● **What needs to be done**:
Set out each line from the following listing that includes the word "NavigationFailed".

● **Records shown**:
━━━━━━━━━━━━━━━━
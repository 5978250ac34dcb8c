//! Best-effort element targeting.
//!
//! A free-form hint from the oracle ("Sign in", `#search`, `text=Next`,
//! `role=button[name="Go"]`) becomes an ordered list of anchors. Sessions
//! resolve an anchor by running [`anchor_script`] in the page; the script
//! tags the first visible match with a one-off attribute and returns a
//! selector for it.

use serde_json::Value;
use url::Url;
use uuid::Uuid;

use crate::errors::ActionError;
use crate::types::{AnchorDescriptor, ScrollDirection, Target};

/// Attribute used to tag resolved elements.
pub const ANCHOR_ATTR: &str = "data-webpilot-anchor";

/// Fields tried, in order, when a type target cannot be resolved.
pub const EDITABLE_SELECTORS: &[&str] = &[
    "input",
    "textarea",
    "[contenteditable='true']",
    "[role='textbox']",
];

const OVERLAY_CSS: &[&str] = &[
    "#L2AGLb",
    "button[aria-label='Accept all']",
    "button[aria-label='Accept']",
];

const OVERLAY_TEXT: &[&str] = &[
    "Accept",
    "Accept all",
    "I agree",
    "Agree",
    "Allow",
    "Close",
    "No thanks",
    "Got it",
];

const OVERLAY_TRAILING_CSS: &[&str] = &[
    ".modal button",
    ".popup button",
    "[aria-label='Close']",
    ".cookie-banner button",
    "#consent-banner button",
    ".consent button",
];

impl Target {
    /// Build candidates from a hint.
    ///
    /// CSS-looking hints resolve as CSS first, then as exact text. `text=`
    /// hints are exact then partial text. Bare phrases try exact text,
    /// partial text, and finally CSS.
    pub fn parse(hint: &str) -> Self {
        let hint = hint.trim();
        let mut candidates = Vec::new();

        if hint.is_empty() {
            return Target::from_candidates(hint, candidates);
        }

        if let Some(selector) = hint.strip_prefix("css=") {
            candidates.push(AnchorDescriptor::css(selector.trim()));
        } else if let Some(text) = hint.strip_prefix("text=") {
            let text = strip_quotes(text.trim());
            candidates.push(AnchorDescriptor::text(text, true));
            candidates.push(AnchorDescriptor::text(text, false));
        } else if let Some(aria) = parse_role_hint(hint) {
            candidates.push(aria);
        } else if looks_like_css(hint) {
            candidates.push(AnchorDescriptor::css(hint));
            candidates.push(AnchorDescriptor::text(hint, true));
        } else {
            let text = strip_quotes(hint);
            candidates.push(AnchorDescriptor::text(text, true));
            candidates.push(AnchorDescriptor::text(text, false));
            candidates.push(AnchorDescriptor::css(hint));
        }

        Target::from_candidates(hint, candidates)
    }

    /// The first editable field on the page.
    pub fn editable_fallback() -> Self {
        Target::from_candidates(
            "editable field",
            EDITABLE_SELECTORS
                .iter()
                .map(|selector| AnchorDescriptor::css(*selector))
                .collect(),
        )
    }
}

/// Cookie banners, consent walls and modal close buttons.
pub fn overlay_dismiss_anchors() -> Vec<AnchorDescriptor> {
    let css = OVERLAY_CSS.iter().map(|s| AnchorDescriptor::css(*s));
    let text = OVERLAY_TEXT.iter().map(|s| AnchorDescriptor::text(*s, true));
    let trailing = OVERLAY_TRAILING_CSS.iter().map(|s| AnchorDescriptor::css(*s));
    css.chain(text).chain(trailing).collect()
}

pub fn looks_like_css(hint: &str) -> bool {
    let hint = hint.trim();
    if hint.is_empty() || hint.contains(char::is_whitespace) && !hint.contains(['>', '[', '.', '#']) {
        return false;
    }
    hint.starts_with(['#', '.', '['])
        || hint.contains(" > ")
        || hint.contains('[') && hint.ends_with(']')
        || hint.contains(":nth")
        || is_tag_selector(hint)
}

fn is_tag_selector(hint: &str) -> bool {
    const TAGS: &[&str] = &[
        "a", "button", "input", "textarea", "select", "form", "h1", "h2", "h3", "li", "img",
    ];
    let tag: String = hint
        .chars()
        .take_while(|c| c.is_ascii_alphanumeric())
        .collect();
    TAGS.contains(&tag.as_str()) && (tag.len() == hint.len() || hint[tag.len()..].starts_with(['.', '#', '[', ':']))
}

fn strip_quotes(text: &str) -> &str {
    let text = text.trim();
    for quote in ['"', '\''] {
        if let Some(inner) = text.strip_prefix(quote).and_then(|t| t.strip_suffix(quote)) {
            return inner;
        }
    }
    text
}

/// `role=button[name="Search"]` or `role=link`.
fn parse_role_hint(hint: &str) -> Option<AnchorDescriptor> {
    let rest = hint.strip_prefix("role=")?;
    let (role, name) = match rest.split_once('[') {
        Some((role, attrs)) => {
            let attrs = attrs.strip_suffix(']')?;
            let name = attrs.trim().strip_prefix("name=")?;
            (role, strip_quotes(name))
        }
        None => (rest, ""),
    };
    let role = role.trim();
    if role.is_empty() {
        return None;
    }
    Some(AnchorDescriptor::Aria {
        role: role.to_string(),
        name: name.to_string(),
    })
}

/// Prefix scheme-less URLs with `https://` and validate the result.
pub fn normalize_url(raw: &str) -> Result<String, ActionError> {
    let raw = raw.trim();
    if raw.is_empty() {
        return Err(ActionError::InvalidArgument("no URL provided".to_string()));
    }
    let has_scheme = Url::parse(raw)
        .map(|url| matches!(url.scheme(), "http" | "https" | "about" | "data" | "file"))
        .unwrap_or(false);
    let candidate = if has_scheme {
        raw.to_string()
    } else {
        format!("https://{raw}")
    };
    Url::parse(&candidate)
        .map(|url| url.to_string())
        .map_err(|err| ActionError::InvalidArgument(format!("invalid URL '{raw}': {err}")))
}

/// Quote `value` as a JavaScript string literal.
pub fn js_string(value: &str) -> String {
    Value::String(value.to_string()).to_string()
}

/// Fresh token for one resolution attempt.
pub fn anchor_token() -> String {
    format!("a-{}", Uuid::new_v4().simple())
}

/// Script that tags the first visible element matching `anchor`.
///
/// Evaluates to `{status: 'ok', selector}` or `{status: 'not-found'}`.
pub fn anchor_script(anchor: &AnchorDescriptor, token: &str) -> String {
    let finder = match anchor {
        AnchorDescriptor::Css { selector } => format!(
            "(() => {{ try {{ return Array.from(document.querySelectorAll({sel})); }} catch (e) {{ return []; }} }})()",
            sel = js_string(selector),
        ),
        AnchorDescriptor::Text { content, exact } => format!(
            r#"(() => {{
                const target = lower({text});
                const exact = {exact};
                const hits = Array.from(document.querySelectorAll('body *')).filter(el => {{
                    const value = lower(labelOf(el));
                    if (!value) return false;
                    return exact ? value === target : value.includes(target);
                }});
                return hits.filter(el => !hits.some(other => other !== el && el.contains(other)));
            }})()"#,
            text = js_string(content),
            exact = if *exact { "true" } else { "false" },
        ),
        AnchorDescriptor::Aria { role, name } => format!(
            r#"(() => {{
                const role = {role};
                const targetName = lower({name});
                const implicit = {{
                    button: 'button,input[type=button],input[type=submit]',
                    link: 'a[href]',
                    textbox: 'input:not([type]),input[type=text],input[type=email],input[type=search],textarea',
                    searchbox: 'input[type=search]',
                }};
                const selector = '[role="' + role + '"]' + (implicit[role] ? ',' + implicit[role] : '');
                return Array.from(document.querySelectorAll(selector))
                    .filter(el => !targetName || lower(labelOf(el)) === targetName);
            }})()"#,
            role = js_string(role),
            name = js_string(name),
        ),
    };

    format!(
        r#"(() => {{
            const attr = {attr};
            const token = {token};
            const lower = (input) => (input || '').trim().toLowerCase();
            const labelOf = (el) => {{
                const label = el.getAttribute('aria-label');
                if (label) return label;
                const own = (el.innerText || el.textContent || '').trim();
                if (own) return own;
                return el.value || el.getAttribute('placeholder') || el.title || '';
            }};
            const isVisible = (el) => {{
                if (!(el instanceof Element)) return false;
                const style = window.getComputedStyle(el);
                if (style.visibility === 'hidden' || style.display === 'none') return false;
                const rect = el.getBoundingClientRect();
                return rect.width > 0 || rect.height > 0 || el.getClientRects().length > 0;
            }};
            const match = {finder}.find(isVisible);
            if (!match) {{
                return {{ status: 'not-found' }};
            }}
            match.setAttribute(attr, token);
            return {{ status: 'ok', selector: '[' + attr + '="' + token + '"]' }};
        }})()"#,
        attr = js_string(ANCHOR_ATTR),
        token = js_string(token),
    )
}

/// Selector returned by an [`anchor_script`] evaluation, if it matched.
pub fn extract_selector(value: &Value) -> Option<String> {
    match value.get("status").and_then(Value::as_str)? {
        "ok" => value
            .get("selector")
            .and_then(Value::as_str)
            .map(str::to_string),
        _ => None,
    }
}

pub fn scroll_script(direction: ScrollDirection, amount: u32) -> String {
    match direction {
        ScrollDirection::Down => format!("window.scrollBy(0, {amount})"),
        ScrollDirection::Up => format!("window.scrollBy(0, -{amount})"),
        ScrollDirection::Right => format!("window.scrollBy({amount}, 0)"),
        ScrollDirection::Left => format!("window.scrollBy(-{amount}, 0)"),
        ScrollDirection::Top => "window.scrollTo(0, 0)".to_string(),
        ScrollDirection::Bottom => "window.scrollTo(0, document.body.scrollHeight)".to_string(),
    }
}

/// Script returning up to `limit` `{url, text}` pairs for anchors with
/// non-trivial text, hrefs resolved against the document.
pub fn links_script(limit: usize) -> String {
    format!(
        r#"Array.from(document.querySelectorAll('a[href]'))
            .map(a => ({{ url: a.href, text: (a.innerText || a.textContent || '').trim() }}))
            .filter(link => link.url && link.text.length > 1)
            .slice(0, {limit})"#
    )
}

#[cfg(test)]
mod tests {
    use super::*;
    use serde_json::json;

    #[test]
    fn css_hints_try_css_first() {
        let target = Target::parse("#search-query");
        assert_eq!(
            target.candidates,
            vec![
                AnchorDescriptor::css("#search-query"),
                AnchorDescriptor::text("#search-query", true),
            ]
        );
        assert!(looks_like_css("form > input"));
        assert!(looks_like_css("input[name='q']"));
        assert!(looks_like_css("button.primary"));
        assert!(looks_like_css("ul li:nth-child(2)"));
    }

    #[test]
    fn phrases_try_text_before_css() {
        let target = Target::parse("Sign in");
        assert_eq!(
            target.candidates,
            vec![
                AnchorDescriptor::text("Sign in", true),
                AnchorDescriptor::text("Sign in", false),
                AnchorDescriptor::css("Sign in"),
            ]
        );
        assert!(!looks_like_css("Sign in"));
        assert!(!looks_like_css("about"));
    }

    #[test]
    fn explicit_prefixes_are_honoured() {
        assert_eq!(
            Target::parse("text='Next page'").candidates[0],
            AnchorDescriptor::text("Next page", true)
        );
        assert_eq!(
            Target::parse("css=div.results").candidates,
            vec![AnchorDescriptor::css("div.results")]
        );
        assert_eq!(
            Target::parse(r#"role=button[name="Google Search"]"#).candidates,
            vec![AnchorDescriptor::Aria {
                role: "button".into(),
                name: "Google Search".into(),
            }]
        );
        assert!(Target::parse("   ").is_empty());
    }

    #[test]
    fn normalizes_scheme_less_urls() {
        assert_eq!(normalize_url("example.com").unwrap(), "https://example.com/");
        assert_eq!(
            normalize_url("http://example.com/a?b=1").unwrap(),
            "http://example.com/a?b=1"
        );
        assert!(matches!(normalize_url("  "), Err(ActionError::InvalidArgument(_))));
        assert!(normalize_url("exa mple.com").is_err());
        assert_eq!(
            normalize_url("localhost:3000/app").unwrap(),
            "https://localhost:3000/app"
        );
        assert_eq!(normalize_url("about:blank").unwrap(), "about:blank");
    }

    #[test]
    fn anchor_script_escapes_content() {
        let script = anchor_script(&AnchorDescriptor::text("say \"hi\"", false), "tok");
        assert!(script.contains(r#"lower("say \"hi\"")"#));
        assert!(script.contains(r#"const token = "tok";"#));
        assert!(script.contains(ANCHOR_ATTR));
    }

    #[test]
    fn reads_selector_from_script_result() {
        let ok = json!({"status": "ok", "selector": "[data-webpilot-anchor=\"t\"]"});
        assert_eq!(
            extract_selector(&ok).as_deref(),
            Some("[data-webpilot-anchor=\"t\"]")
        );
        assert_eq!(extract_selector(&json!({"status": "not-found"})), None);
        assert_eq!(extract_selector(&json!(null)), None);
    }

    #[test]
    fn overlay_anchors_start_with_known_consent_buttons() {
        let anchors = overlay_dismiss_anchors();
        assert_eq!(anchors[0], AnchorDescriptor::css("#L2AGLb"));
        assert!(anchors.contains(&AnchorDescriptor::text("I agree", true)));
        assert_eq!(
            anchors.last(),
            Some(&AnchorDescriptor::css(".consent button"))
        );
    }

    #[test]
    fn scroll_scripts_cover_directions() {
        assert_eq!(scroll_script(ScrollDirection::Down, 300), "window.scrollBy(0, 300)");
        assert_eq!(scroll_script(ScrollDirection::Left, 50), "window.scrollBy(-50, 0)");
        assert_eq!(scroll_script(ScrollDirection::Top, 300), "window.scrollTo(0, 0)");
    }
}
use std::time::{Duration, Instant};

use action_primitives::{
    anchor_script, anchor_token, extract_selector, js_string, links_script, normalize_url,
    scroll_script, ActionError, AnchorDescriptor, BrowserSession, PageLink, Primitive,
    PrimitiveOutcome, Target,
};
use async_trait::async_trait;
use chromiumoxide::cdp::browser_protocol::input::InsertTextParams;
use chromiumoxide::cdp::browser_protocol::page::CaptureScreenshotFormat;
use chromiumoxide::error::CdpError;
use chromiumoxide::page::ScreenshotParams;
use chromiumoxide::{Browser, BrowserConfig, Page};
use futures::StreamExt;
use serde_json::Value;
use tokio::sync::Mutex;
use tokio::task::JoinHandle;
use tracing::{debug, info, warn};
use webpilot_core_types::{truncate_chars, Observation};

use crate::config::ChromiumConfig;
use crate::error::{cdp, AdapterError};

const RESOLVE_POLL: Duration = Duration::from_millis(250);
const SETTLE_POLL: Duration = Duration::from_millis(200);
const SETTLE_LIMIT: Duration = Duration::from_secs(10);

const VISIBLE_TEXT_SCRIPT: &str = "document.body ? document.body.innerText : ''";
const READY_STATE_SCRIPT: &str = "document.readyState";
const NAV_STATUS_SCRIPT: &str = r#"(() => {
    const nav = performance.getEntriesByType('navigation')[0];
    return nav && nav.responseStatus ? nav.responseStatus : null;
})()"#;

struct BrowserState {
    browser: Browser,
    page: Page,
    handler: JoinHandle<()>,
}

/// A single Chromium page driven over the DevTools protocol.
pub struct ChromiumSession {
    config: ChromiumConfig,
    state: Mutex<Option<BrowserState>>,
}

impl ChromiumSession {
    pub fn new(config: ChromiumConfig) -> Self {
        Self {
            config,
            state: Mutex::new(None),
        }
    }

    pub fn config(&self) -> &ChromiumConfig {
        &self.config
    }

    async fn launch(&self) -> Result<BrowserState, AdapterError> {
        let (width, height) = self.config.viewport;
        let mut builder = BrowserConfig::builder()
            .request_timeout(self.config.request_timeout)
            .launch_timeout(self.config.launch_timeout)
            .window_size(width, height)
            .viewport(None)
            .args(self.config.launch_args());
        if !self.config.headless {
            builder = builder.with_head();
        }
        if self.config.no_sandbox {
            builder = builder.no_sandbox();
        }
        if let Some(executable) = self.config.resolve_executable() {
            builder = builder.chrome_executable(executable);
        }
        if let Some(dir) = &self.config.user_data_dir {
            builder = builder.user_data_dir(dir);
        }
        let config = builder.build().map_err(AdapterError::Config)?;

        let (browser, mut handler) = Browser::launch(config)
            .await
            .map_err(|err| AdapterError::Launch(err.to_string()))?;
        let handler = tokio::spawn(async move {
            while let Some(event) = handler.next().await {
                if let Err(err) = event {
                    warn!(target: "cdp-adapter", error = %err, "devtools handler stopped");
                    break;
                }
            }
        });

        let page = browser.new_page("about:blank").await?;
        info!(
            target: "cdp-adapter",
            headless = self.config.headless,
            width,
            height,
            "chromium launched"
        );
        Ok(BrowserState {
            browser,
            page,
            handler,
        })
    }

    async fn page(&self) -> Result<Page, ActionError> {
        let guard = self.state.lock().await;
        guard
            .as_ref()
            .map(|state| state.page.clone())
            .ok_or_else(|| AdapterError::NotOpen.into())
    }

    async fn eval(&self, page: &Page, script: &str) -> Result<Option<Value>, ActionError> {
        let result = page.evaluate(script).await.map_err(cdp)?;
        Ok(result.value().cloned())
    }

    async fn eval_string(&self, page: &Page, script: &str) -> Result<String, ActionError> {
        Ok(self
            .eval(page, script)
            .await?
            .and_then(|value| value.as_str().map(str::to_string))
            .unwrap_or_default())
    }

    async fn navigate(&self, page: &Page, url: &str, timeout: Duration) -> Result<(), ActionError> {
        debug!(target: "cdp-adapter", %url, "navigating");
        match tokio::time::timeout(timeout, page.goto(url)).await {
            Err(_) => {
                return Err(ActionError::NavigationFailed(format!(
                    "{url} did not load within {}s",
                    timeout.as_secs()
                )))
            }
            Ok(Err(err)) => {
                let err = AdapterError::from(err);
                if err.is_disconnect() {
                    return Err(err.into());
                }
                return Err(ActionError::NavigationFailed(format!("{url}: {err}")));
            }
            Ok(Ok(_)) => {}
        }

        let current = page.url().await.map_err(cdp)?.unwrap_or_default();
        if current.starts_with("chrome-error://") {
            return Err(ActionError::NavigationFailed(format!(
                "{url} failed to load"
            )));
        }
        let status = self
            .eval(page, NAV_STATUS_SCRIPT)
            .await
            .ok()
            .flatten()
            .and_then(|value| value.as_u64());
        if let Some(code) = status.filter(|code| *code >= 400) {
            return Err(ActionError::NavigationFailed(format!(
                "{url} returned HTTP {code}"
            )));
        }
        Ok(())
    }

    /// Wait for `document.readyState` to reach `complete`, bounded.
    async fn settle(&self, page: &Page) -> Result<(), ActionError> {
        let deadline = Instant::now() + SETTLE_LIMIT.min(self.config.request_timeout);
        loop {
            match self.eval_string(page, READY_STATE_SCRIPT).await {
                Ok(state) if state == "complete" => return Ok(()),
                Err(err) if err.is_fatal() => return Err(err),
                _ => {}
            }
            if Instant::now() >= deadline {
                debug!(target: "cdp-adapter", "page did not settle before deadline");
                return Ok(());
            }
            tokio::time::sleep(SETTLE_POLL).await;
        }
    }

    /// Single attempt: tag the first visible match of `anchor`.
    async fn try_anchor(
        &self,
        page: &Page,
        anchor: &AnchorDescriptor,
    ) -> Result<Option<String>, ActionError> {
        let script = anchor_script(anchor, &anchor_token());
        match self.eval(page, &script).await {
            Ok(value) => Ok(value.as_ref().and_then(extract_selector)),
            Err(err) if err.is_fatal() => Err(err),
            Err(err) => {
                debug!(target: "cdp-adapter", %anchor, error = %err, "anchor evaluation failed");
                Ok(None)
            }
        }
    }

    /// Try each candidate until one resolves or the element timeout lapses.
    async fn resolve(&self, page: &Page, target: &Target) -> Result<String, ActionError> {
        if target.is_empty() {
            return Err(ActionError::TargetNotFound("empty target".to_string()));
        }
        let deadline = Instant::now() + self.config.element_timeout;
        loop {
            for anchor in &target.candidates {
                if let Some(selector) = self.try_anchor(page, anchor).await? {
                    debug!(target: "cdp-adapter", hint = %target, %anchor, "target resolved");
                    return Ok(selector);
                }
            }
            if Instant::now() >= deadline {
                return Err(ActionError::TargetNotFound(target.hint.clone()));
            }
            tokio::time::sleep(RESOLVE_POLL).await;
        }
    }

    async fn click_selector(&self, page: &Page, selector: &str, hint: &str) -> Result<(), ActionError> {
        let element = page
            .find_element(selector)
            .await
            .map_err(|err| element_error(hint, err))?;
        element.click().await.map_err(|err| element_error(hint, err))?;
        Ok(())
    }

    async fn fill(&self, page: &Page, target: &Target, text: &str) -> Result<(), ActionError> {
        let selector = self.resolve(page, target).await?;
        let clear = format!(
            r#"(() => {{
                const el = document.querySelector({sel});
                if (!el) return false;
                el.focus();
                if ('value' in el) {{ el.value = ''; }} else if (el.isContentEditable) {{ el.textContent = ''; }}
                return true;
            }})()"#,
            sel = js_string(&selector),
        );
        self.eval(page, &clear).await?;
        let element = page
            .find_element(selector.as_str())
            .await
            .map_err(|err| element_error(&target.hint, err))?;
        element
            .click()
            .await
            .map_err(|err| element_error(&target.hint, err))?
            .type_str(text)
            .await
            .map_err(|err| element_error(&target.hint, err))?;
        Ok(())
    }

    async fn extract_text(
        &self,
        page: &Page,
        target: Option<&Target>,
        max_chars: usize,
    ) -> Result<String, ActionError> {
        let raw = match target {
            Some(target) => {
                let selector = self.resolve(page, target).await?;
                let script = format!(
                    "(() => {{ const el = document.querySelector({sel}); return el ? (el.innerText || el.textContent || '') : ''; }})()",
                    sel = js_string(&selector),
                );
                self.eval_string(page, &script).await?
            }
            None => self.eval_string(page, VISIBLE_TEXT_SCRIPT).await?,
        };
        Ok(truncate_chars(raw.trim(), max_chars))
    }

    async fn dismiss_overlays(
        &self,
        page: &Page,
        anchors: &[AnchorDescriptor],
    ) -> Result<bool, ActionError> {
        for anchor in anchors {
            let Some(selector) = self.try_anchor(page, anchor).await? else {
                continue;
            };
            match self.click_selector(page, &selector, &anchor.to_string()).await {
                Ok(()) => {
                    info!(target: "cdp-adapter", %anchor, "dismissed overlay");
                    return Ok(true);
                }
                Err(err) if err.is_fatal() => return Err(err),
                Err(err) => {
                    debug!(target: "cdp-adapter", %anchor, error = %err, "overlay click failed");
                }
            }
        }
        Ok(false)
    }
}

fn element_error(hint: &str, err: CdpError) -> ActionError {
    match ActionError::from(AdapterError::from(err)) {
        ActionError::SessionLost(msg) => ActionError::SessionLost(msg),
        other => ActionError::TargetNotFound(format!("{hint}: {other}")),
    }
}

#[async_trait]
impl BrowserSession for ChromiumSession {
    async fn open(&self, url: &str) -> Result<(), ActionError> {
        let url = normalize_url(url)?;
        {
            let mut guard = self.state.lock().await;
            if guard.is_none() {
                *guard = Some(self.launch().await?);
            }
        }
        let page = self.page().await?;
        self.navigate(&page, &url, self.config.request_timeout).await?;
        self.settle(&page).await
    }

    async fn current_observation(&self) -> Result<Observation, ActionError> {
        let page = self.page().await?;
        let url = page.url().await.map_err(cdp)?.unwrap_or_default();
        let title = self.eval_string(&page, "document.title").await?;
        let text = self.eval_string(&page, VISIBLE_TEXT_SCRIPT).await?;
        let title = (!title.trim().is_empty()).then(|| title.trim().to_string());
        let observation = Observation::new(
            url,
            title,
            truncate_chars(text.trim(), self.config.max_text_chars),
        );

        let params = ScreenshotParams::builder()
            .format(CaptureScreenshotFormat::Png)
            .full_page(false)
            .build();
        match page.screenshot(params).await {
            Ok(png) => Ok(observation.with_screenshot(png)),
            Err(err) => {
                let err = ActionError::from(AdapterError::from(err));
                if err.is_fatal() {
                    return Err(err);
                }
                warn!(target: "cdp-adapter", error = %err, "screenshot failed");
                Ok(observation)
            }
        }
    }

    async fn perform(&self, primitive: &Primitive) -> Result<PrimitiveOutcome, ActionError> {
        let page = self.page().await?;
        debug!(target: "cdp-adapter", primitive = primitive.name(), "performing");
        match primitive {
            Primitive::Click(target) => {
                let selector = self.resolve(&page, target).await?;
                self.click_selector(&page, &selector, &target.hint).await?;
                self.settle(&page).await?;
                Ok(PrimitiveOutcome::Done)
            }
            Primitive::Fill { target, text } => {
                self.fill(&page, target, text).await?;
                Ok(PrimitiveOutcome::Done)
            }
            Primitive::TypeFocused(text) => {
                page.execute(InsertTextParams::new(text.clone()))
                    .await
                    .map_err(cdp)?;
                Ok(PrimitiveOutcome::Done)
            }
            Primitive::Scroll { direction, amount } => {
                self.eval(&page, &scroll_script(*direction, *amount)).await?;
                Ok(PrimitiveOutcome::Done)
            }
            Primitive::Navigate { url, timeout } => {
                let url = normalize_url(url)?;
                self.navigate(&page, &url, *timeout).await?;
                self.settle(&page).await?;
                Ok(PrimitiveOutcome::Done)
            }
            Primitive::Wait(duration) => {
                tokio::time::sleep(*duration).await;
                page.url().await.map_err(cdp)?;
                Ok(PrimitiveOutcome::Done)
            }
            Primitive::ExtractText { target, max_chars } => {
                let text = self.extract_text(&page, target.as_ref(), *max_chars).await?;
                Ok(PrimitiveOutcome::Text(text))
            }
            Primitive::ExtractLinks { limit } => {
                let value = self
                    .eval(&page, &links_script(*limit))
                    .await?
                    .unwrap_or(Value::Array(Vec::new()));
                let links: Vec<PageLink> = serde_json::from_value(value)
                    .map_err(|err| ActionError::Internal(format!("malformed link list: {err}")))?;
                Ok(PrimitiveOutcome::Links(links))
            }
            Primitive::DismissOverlays(anchors) => {
                let dismissed = self.dismiss_overlays(&page, anchors).await?;
                Ok(PrimitiveOutcome::Dismissed(dismissed))
            }
        }
    }

    async fn close(&self) -> Result<(), ActionError> {
        let Some(mut state) = self.state.lock().await.take() else {
            return Ok(());
        };
        if let Err(err) = state.browser.close().await {
            warn!(target: "cdp-adapter", error = %err, "browser close failed");
        }
        state.handler.abort();
        info!(target: "cdp-adapter", "chromium closed");
        Ok(())
    }
}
━━━━━━━━━━━━━━━━
● **Response**:
                return Err(ActionError::NavigationFailed(format!(
                return Err(ActionError::NavigationFailed(format!("{url}: {err}")));
            return Err(ActionError::NavigationFailed(format!(
            return Err(ActionError::NavigationFailed(format!(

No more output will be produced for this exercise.